From my purely subjective observations, it's quite the opposite. Many lower and mid-level rollers saw fast and substantial promotions and are driven to make good on that opportunity. Quality has slowly increased over the past decade and the product is as good as ever and getting better. For the first time, Habanos is using aged tobaccos, employing three year old ligero, two year old seco and year old wrapper leaves. The Cohiba maduros released in 2007-current use a 5yrs aged naturally fermented wrapper. They mechanically draw test cigars now to ensure a proper delivery of smoke. They also use a mechanized system for moistening wrapper leaves, to ensure consistency and reduce the chances of over-wetting.

No one with a US passport, unless they have diplomatic credentials or a press visa are spending a lot of time in Cuba. For our Canadian brethren, it's a different, jealousy inspiring story.


----------



## asmartbull

Pipedreamz said:


> Ok with the exodus of the legendary rollers, has the passion also left the Cuban factories? Oh and how the crap are all you people traveling to Cuba? I thought it was off limits to the everyday Joe.


 There are also "Educational" exemptions for small groups.
I will look for the press release


----------



## Pipedreamz

JGD said:


> Also, I do not think it's a good idea to discuss how Americans are getting into Cuba on an open forum. Just my opinion.


I meant the "cigar boom exodus" 
But I guess my thinking that the average Joe American still can not visit Cuban. I always seen to forget about our lucky northerly neighbors.


----------



## JGD

Pipedreamz said:


> I meant the "cigar boom exodus"
> But I guess my thinking that the average Joe American still can not visit Cuban. I always seen to forget about our lucky northerly neighbors.
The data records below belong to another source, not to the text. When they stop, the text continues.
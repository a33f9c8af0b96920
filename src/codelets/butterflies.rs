//! Hard-coded butterflies for sizes 2, 4, 8 and 16.
//!
//! All of them follow the codelet contract: inputs shorter than the codelet size are rejected with
//! `false`, inverse variants are normalized by `1 / N`.
use num_complex::Complex;

use crate::precision::{directed, normalize, rotate_neg_i, rotate_pos_i, FftNum};

/// Every slice handed to a codelet must cover at least `n` elements.
#[inline(always)]
pub(crate) fn preconditions_hold<T>(
    n: usize,
    dst: &[Complex<T>],
    src: &[Complex<T>],
    twiddles: &[Complex<T>],
    scratch: &[Complex<T>],
) -> bool {
    n > 0 && dst.len() >= n && src.len() >= n && twiddles.len() >= n && scratch.len() >= n
}

/// 4-point DFT. `W_4^1 = -i` forward, `+i` inverse.
#[inline(always)]
pub(crate) fn dft4<T: FftNum, const INVERSE: bool>(
    x0: Complex<T>,
    x1: Complex<T>,
    x2: Complex<T>,
    x3: Complex<T>,
) -> [Complex<T>; 4] {
    let a = x0 + x2;
    let b = x0 - x2;
    let c = x1 + x3;
    let d = if INVERSE {
        rotate_pos_i(x1 - x3)
    } else {
        rotate_neg_i(x1 - x3)
    };
    [a + c, b + d, a - c, b - d]
}

/// 8-point DFT as two 4-point DFTs combined with the constant `W_8^k`.
#[inline(always)]
fn dft8<T: FftNum, const INVERSE: bool>(x: [Complex<T>; 8]) -> [Complex<T>; 8] {
    let e = dft4::<T, INVERSE>(x[0], x[2], x[4], x[6]);
    let o = dft4::<T, INVERSE>(x[1], x[3], x[5], x[7]);

    let h = T::FRAC_1_SQRT_2();
    let w1 = directed::<T, INVERSE>(Complex::new(h, -h)); // W_8^1
    let w3 = directed::<T, INVERSE>(Complex::new(-h, -h)); // W_8^3

    let o1 = o[1] * w1;
    // W_8^2 = -i
    let o2 = if INVERSE {
        rotate_pos_i(o[2])
    } else {
        rotate_neg_i(o[2])
    };
    let o3 = o[3] * w3;

    [
        e[0] + o[0],
        e[1] + o1,
        e[2] + o2,
        e[3] + o3,
        e[0] - o[0],
        e[1] - o1,
        e[2] - o2,
        e[3] - o3,
    ]
}

pub(crate) fn butterfly2<T: FftNum, const INVERSE: bool>(
    dst: &mut [Complex<T>],
    src: &[Complex<T>],
    twiddles: &[Complex<T>],
    scratch: &mut [Complex<T>],
    _permutation: &[usize],
) -> bool {
    const N: usize = 2;
    if !preconditions_hold(N, dst, src, twiddles, scratch) {
        return false;
    }

    let z0 = src[0];
    let z1 = src[1];
    dst[0] = z0 + z1;
    dst[1] = z0 - z1;

    if INVERSE {
        normalize(&mut dst[..N], N);
    }
    true
}

pub(crate) fn butterfly4<T: FftNum, const INVERSE: bool>(
    dst: &mut [Complex<T>],
    src: &[Complex<T>],
    twiddles: &[Complex<T>],
    scratch: &mut [Complex<T>],
    _permutation: &[usize],
) -> bool {
    const N: usize = 4;
    if !preconditions_hold(N, dst, src, twiddles, scratch) {
        return false;
    }

    let out = dft4::<T, INVERSE>(src[0], src[1], src[2], src[3]);
    dst[..N].copy_from_slice(&out);

    if INVERSE {
        normalize(&mut dst[..N], N);
    }
    true
}

pub(crate) fn butterfly8<T: FftNum, const INVERSE: bool>(
    dst: &mut [Complex<T>],
    src: &[Complex<T>],
    twiddles: &[Complex<T>],
    scratch: &mut [Complex<T>],
    _permutation: &[usize],
) -> bool {
    const N: usize = 8;
    if !preconditions_hold(N, dst, src, twiddles, scratch) {
        return false;
    }

    let x: [Complex<T>; N] = std::array::from_fn(|i| src[i]);
    dst[..N].copy_from_slice(&dft8::<T, INVERSE>(x));

    if INVERSE {
        normalize(&mut dst[..N], N);
    }
    true
}

/// Two 8-point DFTs over the even and odd samples, combined with `W_16^k` from the twiddle table.
pub(crate) fn butterfly16<T: FftNum, const INVERSE: bool>(
    dst: &mut [Complex<T>],
    src: &[Complex<T>],
    twiddles: &[Complex<T>],
    scratch: &mut [Complex<T>],
    _permutation: &[usize],
) -> bool {
    const N: usize = 16;
    const HALF: usize = N / 2;
    if !preconditions_hold(N, dst, src, twiddles, scratch) {
        return false;
    }

    let evens = dft8::<T, INVERSE>(std::array::from_fn(|i| src[2 * i]));
    let odds = dft8::<T, INVERSE>(std::array::from_fn(|i| src[2 * i + 1]));

    let (lo, hi) = dst[..N].split_at_mut(HALF);
    for k in 0..HALF {
        let t = odds[k] * directed::<T, INVERSE>(twiddles[k]);
        lo[k] = evens[k] + t;
        hi[k] = evens[k] - t;
    }

    if INVERSE {
        normalize(&mut dst[..N], N);
    }
    true
}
Gotcha. In that case, there was a definite impact. There have been lost of construction issues with cigars that were released from 2000-2002. Some of these issues were likely caused by promotions from within the factory that occurred a bit too early. However, it has been my experience at least, that some of the recent smokes have had very few issues construction wise. So, it seems as if any problems caused by the cigar boom exodus are nonexistent today.


----------



## Pipedreamz

This is a good thread


----------



## bpegler

JGD said:


> Gotcha. In that case, there was a definite impact. There have been lost of construction issues with cigars that were released from 2000-2002. Some of these issues were likely caused by promotions from within the factory that occurred a bit too early. However, it has been my experience at least, that some of the recent smokes have had very few issues construction wise. So, it seems as if any problems caused by the cigar boom exodus are nonexistent today.


As Jim said, there were some problematic years for Cuban cigars. Truth is that during the cigar boom all cigars suffered from overproduction and overpricing, not just Cubans.

Many of the current great rollers still live in Cuba and work in the factories, plus they do some fabulous custom rolling. Hamlet, La China, Reynaldo, Handsome Jimmy, Carlos Fernandez to name a few.

The passion lives on...


----------



## Captnstabn

Here's one. What is the difference between dress and cabinet boxes? And why do they offer both?


----------



## asmartbull

Captnstabn said:


> Here's one. What is the difference between dress and cabinet boxes? And why do they offer both?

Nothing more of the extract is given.